Posiblemente no
nos damos cuenta, no nos decidimos y dejamos, impávidos ante el tiempo, que
nuestra vida se consuma de forma inútil y vana. El demonio, uno, si no el más
peligroso de los tres enemigos del alma, conoce nuestras debilidades y
apetencias y juega con muchas cartas favorables. Nuestra naturaleza humana –
herida por el pecado – es una de las mejores baza a su favor. Y nos distrae,
nos entretiene, nos despista y aletarga para que no entremos en nosotros
mismos, reflexionemos y reaccionemos.
No tengamos miedo,
nos dice el Señor hoy en el Evangelio: (Mt 10,26-33): En
aquel tiempo, dijo Jesús a sus Apóstoles: «No tengáis miedo a los…» Y no temáis
a los que matan el cuerpo, pero no pueden matar el alma; temed más bien a aquel
que puede llevar a la perdición alma y cuerpo en la gehenna…
Nada debemos temer
porque Jesús está con nosotros. Porque, Él, muerto ha vencido a la muerte y ha
Resucitado. Porque su promesa es esa: Resucitaremos en y por Él. Por tanto nada
hay que temer y si mucho que ganar: La Vida Eterna. Procedamos, pues, con
valentía y confianza.

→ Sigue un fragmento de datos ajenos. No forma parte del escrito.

use crate::config::SizeTier;
use crate::geometry::{EntitySize, Viewport};

/// Unscaled pixel size for a tier.
pub fn base_size(tier: SizeTier) -> EntitySize {
    match tier {
        SizeTier::Small => EntitySize::new(30.0, 35.0),
        SizeTier::Medium => EntitySize::new(40.0, 45.0),
        SizeTier::Large => EntitySize::new(50.0, 55.0),
    }
}

/// Breakpoint multiplier for the current viewport width.
pub fn scale_factor(viewport_width: f32) -> f32 {
    if viewport_width < 480.0 {
        0.75
    } else if viewport_width < 768.0 {
        0.85
    } else if viewport_width > 1920.0 {
        1.15
    } else {
        1.0
    }
}

/// Pixel size the render layer should draw the ghost at.
pub fn responsive_size(tier: SizeTier, viewport: Viewport, responsive: bool) -> EntitySize {
    let base = base_size(tier);
    if !responsive {
        return base;
    }
    let s = scale_factor(viewport.width);
    EntitySize::new(base.width * s, base.height * s)
}

#[cfg(test)]
mod tests {
    use super::*;

    #[test]
    fn breakpoints() {
        assert_eq!(scale_factor(320.0), 0.75);
        assert_eq!(scale_factor(480.0), 0.85);
        assert_eq!(scale_factor(767.0), 0.85);
        assert_eq!(scale_factor(768.0), 1.0);
        assert_eq!(scale_factor(1920.0), 1.0);
        assert_eq!(scale_factor(2560.0), 1.15);
    }

    #[test]
    fn scales_tier_base() {
        let size = responsive_size(SizeTier::Large, Viewport::new(400.0, 800.0), true);
        assert_eq!(size, EntitySize::new(37.5, 41.25));
    }

    #[test]
    fn fixed_when_scaling_disabled() {
        let size = responsive_size(SizeTier::Small, Viewport::new(400.0, 800.0), false);
        assert_eq!(size, EntitySize::new(30.0, 35.0));
    }
}
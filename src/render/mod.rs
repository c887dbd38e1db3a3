//! Renderer-facing output. The simulation never draws; it only fills these
//! instance buffers.

pub mod instance;
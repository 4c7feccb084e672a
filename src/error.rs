//! 에러 코드 체계
//!
//! 업데이트 파이프라인의 모든 결과를 닫힌 코드 집합으로 표현합니다.
//! 전송 계층(reqwest)이나 XML 파서의 원시 에러는 매니페스트 리더 경계에서
//! 이 모듈의 코드로 정규화된 뒤에만 공개 API를 넘습니다.

use serde::{Deserialize, Serialize};

/// 업데이트 파이프라인 결과 코드
#[derive(Debug, Clone, Copy, PartialEq, Eq, Hash, Serialize, Deserialize)]
#[serde(rename_all = "snake_case")]
pub enum UpdateResult {
    /// 분류되지 않은 실패
    UnknownError,
    /// 정상 완료
    Ok,
    /// 서버 버전이 로컬보다 높지 않음
    NoUpdate,
    /// 업데이트 적용 완료
    UpdateSuccessful,
    /// 버전 확인 단계 실패
    VersionCheckError,
    /// 제한 시간 초과 또는 취소
    TimeoutOccurred,
    /// 네트워크 배포가 아닌 설치 — 업데이트 대상 아님
    NoNetworkInstall,
    /// 인스톨러 프로세스 시작 실패
    ErrorProcessNotStarted,
    /// 인스톨러 대기 중 취소되어 강제 종료함
    RunningTimeoutError,
    /// 애플리케이션 이름이 비어 있음
    ApplicationNameIsEmpty,
    /// 매니페스트 파일/스트림을 열 수 없음
    ManifestNotFound,
    /// 매니페스트 문서를 해석할 수 없음
    CannotProcessManifest,
    /// version 특성이 없거나 비어 있음
    VersionIsEmpty,
    /// 배포 캐시에서 데이터 디렉터리를 찾지 못함
    CannotFindDirectory,
}

impl UpdateResult {
    /// 코드별 표준 메시지
    pub fn describe(&self) -> &'static str {
        match self {
            UpdateResult::UnknownError => "Unknown error!",
            UpdateResult::Ok => "Ok",
            UpdateResult::NoUpdate => "No update available!",
            UpdateResult::UpdateSuccessful => "Update completed successfully",
            UpdateResult::VersionCheckError => "Error during version check!",
            UpdateResult::TimeoutOccurred => "Timeout occurred!",
            UpdateResult::NoNetworkInstall => "Not deployed by network!",
            UpdateResult::ErrorProcessNotStarted => "Can't start update process!",
            UpdateResult::RunningTimeoutError => "Running timeout error!",
            UpdateResult::ApplicationNameIsEmpty => "Application name is empty!",
            UpdateResult::ManifestNotFound => "Can't find manifest file!",
            UpdateResult::CannotProcessManifest => "Invalid manifest document!",
            UpdateResult::VersionIsEmpty => "Version info is empty!",
            UpdateResult::CannotFindDirectory => "Can't find application data directory!",
        }
    }

    /// 성공 계열 코드인지 (파이프라인이 정상 종료했는지)
    pub fn is_success(&self) -> bool {
        matches!(
            self,
            UpdateResult::Ok | UpdateResult::UpdateSuccessful | UpdateResult::NoUpdate
        )
    }
}

/// 업데이트 엔진의 단일 에러 타입
///
/// 코드와 사람이 읽을 메시지를 함께 나릅니다. 호출측은 `code`로 분기하고
/// `message`는 로그/표시용으로만 사용합니다.
#[derive(Debug, Clone, thiserror::Error, Serialize, Deserialize)]
#[error("{message}")]
pub struct DeploymentError {
    pub code: UpdateResult,
    pub message: String,
}

impl DeploymentError {
    pub fn new(code: UpdateResult, message: impl Into<String>) -> Self {
        Self {
            code,
            message: message.into(),
        }
    }

    /// 코드의 표준 메시지로 에러 생성
    pub fn from_code(code: UpdateResult) -> Self {
        Self {
            code,
            message: code.describe().to_string(),
        }
    }
}

impl From<UpdateResult> for DeploymentError {
    fn from(code: UpdateResult) -> Self {
        Self::from_code(code)
    }
}
//! 외부 프로세스 실행기
//!
//! 인스톨러 실행 파일을 분리된 자식 프로세스로 시작합니다. 직접 실행이
//! 실패하면 커맨드 셸에 대상을 인자로 넘기는 폴백을 사용합니다.

use std::path::Path;
use std::process::Stdio;

use tokio::process::{Child, Command};

/// `&`를 cmd 이스케이프(`^&`)로 치환 — `cmd /c start`는 인자 안의 `&`를
/// 그대로 받지 못한다
pub fn escape_shell_amp(target: &str) -> String {
    target.replace('&', "^&")
}

/// Windows: 콘솔 창 숨김 플래그 적용. 그 외 플랫폼은 no-op.
#[cfg(target_os = "windows")]
fn apply_creation_flags(cmd: &mut Command) -> &mut Command {
    use std::os::windows::process::CommandExt;
    const CREATE_NO_WINDOW: u32 = 0x08000000;
    cmd.creation_flags(CREATE_NO_WINDOW)
}

#[cfg(not(target_os = "windows"))]
fn apply_creation_flags(cmd: &mut Command) -> &mut Command {
    cmd
}

/// 대상 경로를 자식 프로세스로 실행
///
/// stdin은 차단(null), stdout/stderr는 부모를 따릅니다. 직접 실행이
/// 실패하면 커맨드 셸 폴백을 시도하고, 둘 다 실패하면 `None`을
/// 반환합니다. 호출측(엔진)은 `None`을 `ErrorProcessNotStarted`로
/// 처리합니다.
pub fn open_path(target: &Path, working_dir: &Path) -> Option<Child> {
    let mut cmd = Command::new(target);
    cmd.current_dir(working_dir)
        .stdin(Stdio::null())
        .kill_on_drop(false);
    apply_creation_flags(&mut cmd);

    match cmd.spawn() {
        Ok(child) => Some(child),
        Err(e) => {
            tracing::warn!(
                "[Launcher] Direct start failed for {}: {} — falling back to command shell",
                target.display(),
                e
            );
            spawn_via_shell(target, working_dir)
        }
    }
}

#[cfg(target_os = "windows")]
fn spawn_via_shell(target: &Path, working_dir: &Path) -> Option<Child> {
    let escaped = escape_shell_amp(&target.to_string_lossy());

    let mut cmd = Command::new("cmd");
    cmd.arg("/c")
        .arg("start")
        .arg(escaped)
        .current_dir(working_dir)
        .stdin(Stdio::null())
        .kill_on_drop(false);
    apply_creation_flags(&mut cmd);

    match cmd.spawn() {
        Ok(child) => Some(child),
        Err(e) => {
            tracing::error!("[Launcher] Shell fallback failed for {}: {}", target.display(), e);
            None
        }
    }
}

#[cfg(not(target_os = "windows"))]
fn spawn_via_shell(target: &Path, working_dir: &Path) -> Option<Child> {
    // sh가 대상을 스크립트 피연산자로 받는다 — 인자 파싱이 없으므로
    // 이스케이프는 불필요
    let mut cmd = Command::new("sh");
    cmd.arg(target)
        .current_dir(working_dir)
        .stdin(Stdio::null())
        .kill_on_drop(false);

    match cmd.spawn() {
        Ok(child) => Some(child),
        Err(e) => {
            tracing::error!("[Launcher] Shell fallback failed for {}: {}", target.display(), e);
            None
        }
    }
}
//! 점 표기 숫자 버전 비교 유틸리티 (외부 크레이트 없이)

use std::cmp::Ordering;
use std::fmt;

use serde::{Deserialize, Deserializer, Serialize, Serializer};

/// 배포 매니페스트의 버전 (major.minor[.build[.revision]])
///
/// build/revision이 없는 버전은 있는 버전보다 낮게 정렬되고
/// (`1.2 < 1.2.0`), 동등 비교는 존재하는 구성 요소가 전부 같을 때만
/// 참입니다 (`1.2 != 1.2.0`).
#[derive(Debug, Clone, PartialEq, Eq, Hash)]
pub struct Version {
    pub major: u64,
    pub minor: u64,
    pub build: Option<u64>,
    pub revision: Option<u64>,
}

impl Version {
    /// "1.2", "1.2.3", "1.2.3.4" 형식을 파싱
    pub fn parse(s: &str) -> Option<Self> {
        let parts: Vec<&str> = s.trim().split('.').collect();
        if parts.len() < 2 || parts.len() > 4 {
            return None;
        }

        let major = parts[0].parse().ok()?;
        let minor = parts[1].parse().ok()?;
        let build = match parts.get(2) {
            Some(p) => Some(p.parse().ok()?),
            None => None,
        };
        let revision = match parts.get(3) {
            Some(p) => Some(p.parse().ok()?),
            None => None,
        };

        Some(Self {
            major,
            minor,
            build,
            revision,
        })
    }

    /// 4개 구성 요소 전부 지정하는 생성자
    pub fn new(major: u64, minor: u64, build: u64, revision: u64) -> Self {
        Self {
            major,
            minor,
            build: Some(build),
            revision: Some(revision),
        }
    }

    /// 현재 버전보다 새로운 버전인지 확인
    pub fn is_newer_than(&self, other: &Version) -> bool {
        self > other
    }
}

impl fmt::Display for Version {
    fn fmt(&self, f: &mut fmt::Formatter<'_>) -> fmt::Result {
        write!(f, "{}.{}", self.major, self.minor)?;
        if let Some(build) = self.build {
            write!(f, ".{}", build)?;
        }
        if let Some(revision) = self.revision {
            write!(f, ".{}", revision)?;
        }
        Ok(())
    }
}

impl Ord for Version {
    fn cmp(&self, other: &Self) -> Ordering {
        match self.major.cmp(&other.major) {
            Ordering::Equal => {}
            ord => return ord,
        }
        match self.minor.cmp(&other.minor) {
            Ordering::Equal => {}
            ord => return ord,
        }
        // Option<u64>의 기본 순서: None < Some — 구성 요소가 없는 쪽이 낮다
        match self.build.cmp(&other.build) {
            Ordering::Equal => {}
            ord => return ord,
        }
        self.revision.cmp(&other.revision)
    }
}

impl PartialOrd for Version {
    fn partial_cmp(&self, other: &Self) -> Option<Ordering> {
        Some(self.cmp(other))
    }
}

// 직렬화 형식은 점 표기 문자열 ("1.2.3.4")
impl Serialize for Version {
    fn serialize<S: Serializer>(&self, serializer: S) -> Result<S::Ok, S::Error> {
        serializer.collect_str(self)
    }
}

impl<'de> Deserialize<'de> for Version {
    fn deserialize<D: Deserializer<'de>>(deserializer: D) -> Result<Self, D::Error> {
        let s = String::deserialize(deserializer)?;
        Version::parse(&s)
            .ok_or_else(|| serde::de::Error::custom(format!("invalid version string '{}'", s)))
    }
}

#[cfg(test)]
mod tests {
    use super::*;

    #[test]
    fn parse_basic() {
        let v = Version::parse("1.2.3.4").unwrap();
        assert_eq!(v.major, 1);
        assert_eq!(v.minor, 2);
        assert_eq!(v.build, Some(3));
        assert_eq!(v.revision, Some(4));
    }

    #[test]
    fn parse_subsets() {
        let v = Version::parse("1.2").unwrap();
        assert_eq!(v.build, None);
        assert_eq!(v.revision, None);

        let v = Version::parse("1.2.3").unwrap();
        assert_eq!(v.build, Some(3));
        assert_eq!(v.revision, None);
    }

    #[test]
    fn parse_rejects_junk() {
        assert!(Version::parse("1").is_none());
        assert!(Version::parse("1.2.3.4.5").is_none());
        assert!(Version::parse("1.x").is_none());
        assert!(Version::parse("").is_none());
        assert!(Version::parse("v1.2.3").is_none());
    }

    #[test]
    fn compare_versions() {
        let v1 = Version::parse("1.0.0.0").unwrap();
        let v2 = Version::parse("1.0.1.0").unwrap();
        assert!(v2.is_newer_than(&v1));

        let v3 = Version::parse("2.0.0.0").unwrap();
        assert!(v3.is_newer_than(&v2));

        assert!(!v1.is_newer_than(&v1.clone()));
    }

    #[test]
    fn missing_component_sorts_below_zero() {
        let short = Version::parse("1.2").unwrap();
        let long = Version::parse("1.2.0").unwrap();
        assert!(short < long);
        assert_ne!(short, long);
    }

    #[test]
    fn display_roundtrip() {
        for s in ["1.2", "1.2.3", "1.2.3.4", "0.1.0"] {
            let v = Version::parse(s).unwrap();
            assert_eq!(v.to_string(), s);
        }
    }

    #[test]
    fn serde_as_string() {
        let v = Version::new(1, 0, 1, 0);
        let json = serde_json::to_string(&v).unwrap();
        assert_eq!(json, "\"1.0.1.0\"");

        let back: Version = serde_json::from_str(&json).unwrap();
        assert_eq!(back, v);

        assert!(serde_json::from_str::<Version>("\"abc\"").is_err());
    }
}
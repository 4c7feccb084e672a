//! # clickonce-updater-lib
//!
//! 네트워크 배포형 데스크톱 애플리케이션을 위한 셀프 업데이트 클라이언트
//! 라이브러리입니다. 설치 출처를 판별하고, 로컬/서버 배포 매니페스트에서
//! 버전을 읽어 비교한 뒤, 새 버전이 있으면 인스톨러를 내려받아 실행하고
//! 종료까지 추적합니다.
//!
//! ## 동작 원리
//! - **설치 출처 판별**: 실행 경로가 배포 캐시(`AppData/Local/Apps`) 내부인지
//!   확인하고, 퍼블리시 위치의 형태에 따라 Web / FileShare / NoNetwork 모드를
//!   생성 시 한 번 결정
//! - **버전 캐시**: 로컬/서버 버전은 최초 읽기 후 엔진 수명 동안 캐시
//! - **업데이트 실행**: 버전 재확인 → 인스톨러 다운로드(Web) 또는 공유 경로
//!   직접 사용(FileShare) → 실행 → 취소 토큰 경합 대기 → 타임아웃 시 강제
//!   종료 → 임시 파일 정리
//!
//! ## 아키텍처
//! - **매니페스트 리더(manifest.rs)**: XML 스트림에서 버전 추출, 취소 지원
//! - **설치 소스(install.rs)**: 배포 캐시 마커 / 데이터 디렉터리 탐색
//! - **실행기(launcher.rs)**: 분리 프로세스 시작, 셸 폴백
//! - **에러(error.rs)**: 닫힌 결과 코드 집합으로 정규화
//! - **스케줄러(scheduler.rs)**: 호스트 폴링용 원샷 체크 유틸리티
//!
//! 엔진은 백그라운드 태스크를 스폰하지 않습니다. 공개 연산은 호출 태스크
//! 안에서만 중단점을 가지며, 캐시를 변경하는 메서드는 `&mut self`를
//! 받으므로 호출측이 접근을 직렬화해야 합니다 (관례상
//! `Arc<RwLock<UpdateEngine>>`).
//!
//! ## 매니페스트 형식
//! 로컬은 `{installRoot}/{app}.exe.manifest`, 서버는
//! `{publish}/{app}.application`. 두 문서 모두 같은 요소에서 버전을 읽습니다:
//! ```xml
//! <asmv1:assembly xmlns:asmv1="urn:schemas-microsoft-com:asm.v1">
//!   <asmv1:assemblyIdentity name="demoapp.exe" version="1.0.1.0" />
//! </asmv1:assembly>
//! ```

// ══════════════════════════════════════════════════════
// 모듈
// ══════════════════════════════════════════════════════

pub mod error;
pub mod install;
pub mod launcher;
pub mod manifest;
pub mod scheduler;
pub mod version;


// Re-exports for convenience
pub use error::{DeploymentError, UpdateResult};
pub use install::InstallMode;
pub use scheduler::{CheckReport, SchedulerConfig};
pub use version::Version;

use std::path::{Path, PathBuf};
use std::time::Duration;

use chrono::{DateTime, Utc};
use serde::{Deserialize, Serialize};
use tokio_util::sync::CancellationToken;

/// HTTP 전송 타임아웃 (초) — 개별 요청의 하드 리밋
const HTTP_TRANSPORT_TIMEOUT_SECS: u64 = 30;

/// 퍼블리시 루트 기준 인스톨러 파일 이름
const SETUP_FILE_NAME: &str = "setup.exe";

// ══════════════════════════════════════════════════════
// 설정
// ══════════════════════════════════════════════════════

/// 엔진 설정
///
/// 오버라이드 필드는 테스트와 특수 호스트를 위한 것으로, 비워 두면
/// 실행 파일 경로와 플랫폼 기본 위치에서 유도됩니다.
#[derive(Debug, Clone, Serialize, Deserialize)]
pub struct EngineConfig {
    /// 업데이트 확인 대상 퍼블리시 위치 (HTTP URL 또는 파일 공유 경로)
    pub publish_path: String,
    /// 버전 읽기 제한 시간 (초)
    pub check_timeout_secs: u64,
    /// 호스트 바이너리의 빌드 시점 버전 — 비네트워크 설치에서
    /// `current_version`이 이 값을 반환한다
    pub binary_version: Option<Version>,
    /// 애플리케이션 이름 오버라이드 (기본: 실행 파일 이름)
    pub app_name: Option<String>,
    /// 설치 루트 오버라이드 (기본: 실행 파일 디렉터리)
    pub install_root: Option<String>,
    /// 배포 캐시 데이터 루트 오버라이드 (테스트용 로컬 디렉터리 지원)
    pub data_root: Option<String>,
    /// 인스톨러 다운로드 디렉터리 오버라이드
    pub download_dir: Option<String>,
}

impl EngineConfig {
    pub fn new(publish_path: impl Into<String>) -> Self {
        Self {
            publish_path: publish_path.into(),
            ..Default::default()
        }
    }
}

impl Default for EngineConfig {
    fn default() -> Self {
        Self {
            publish_path: String::new(),
            check_timeout_secs: 10,
            binary_version: None,
            app_name: None,
            install_root: None,
            data_root: None,
            download_dir: None,
        }
    }
}

/// UI/IPC 소비용 상태 스냅숏 — 캐시된 값만 반영하며 I/O를 하지 않는다
#[derive(Debug, Clone, Serialize, Deserialize)]
pub struct EngineStatus {
    pub install_mode: InstallMode,
    pub is_network_deployment: bool,
    pub data_dir: Option<String>,
    pub local_version: Option<Version>,
    pub server_version: Option<Version>,
    /// 마지막 서버 확인 시각 (RFC3339, 초기값은 엔진 생성 시각)
    pub last_check: String,
    pub update_available: bool,
}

Temamos solo al pecado que inducidos y engañados por el
demonio y seducidos por el mundo y la carne podamos no solo perder nuestro
cuerpo sino también lo fundamental y vital: nuestra alma.
Una cosa es segura, mantenernos unidos al Señor – alimento y perdón misericordioso – para no ser vencidos por las tentaciones y astucias del demonio y, fortalecidos en el Espíritu Santo, anunciar con valentía y alegría que Jesús Vive y está entre nosotros para que, al final de nuestro tiempo, llevarnos junto a Él en la Gloria Eterna.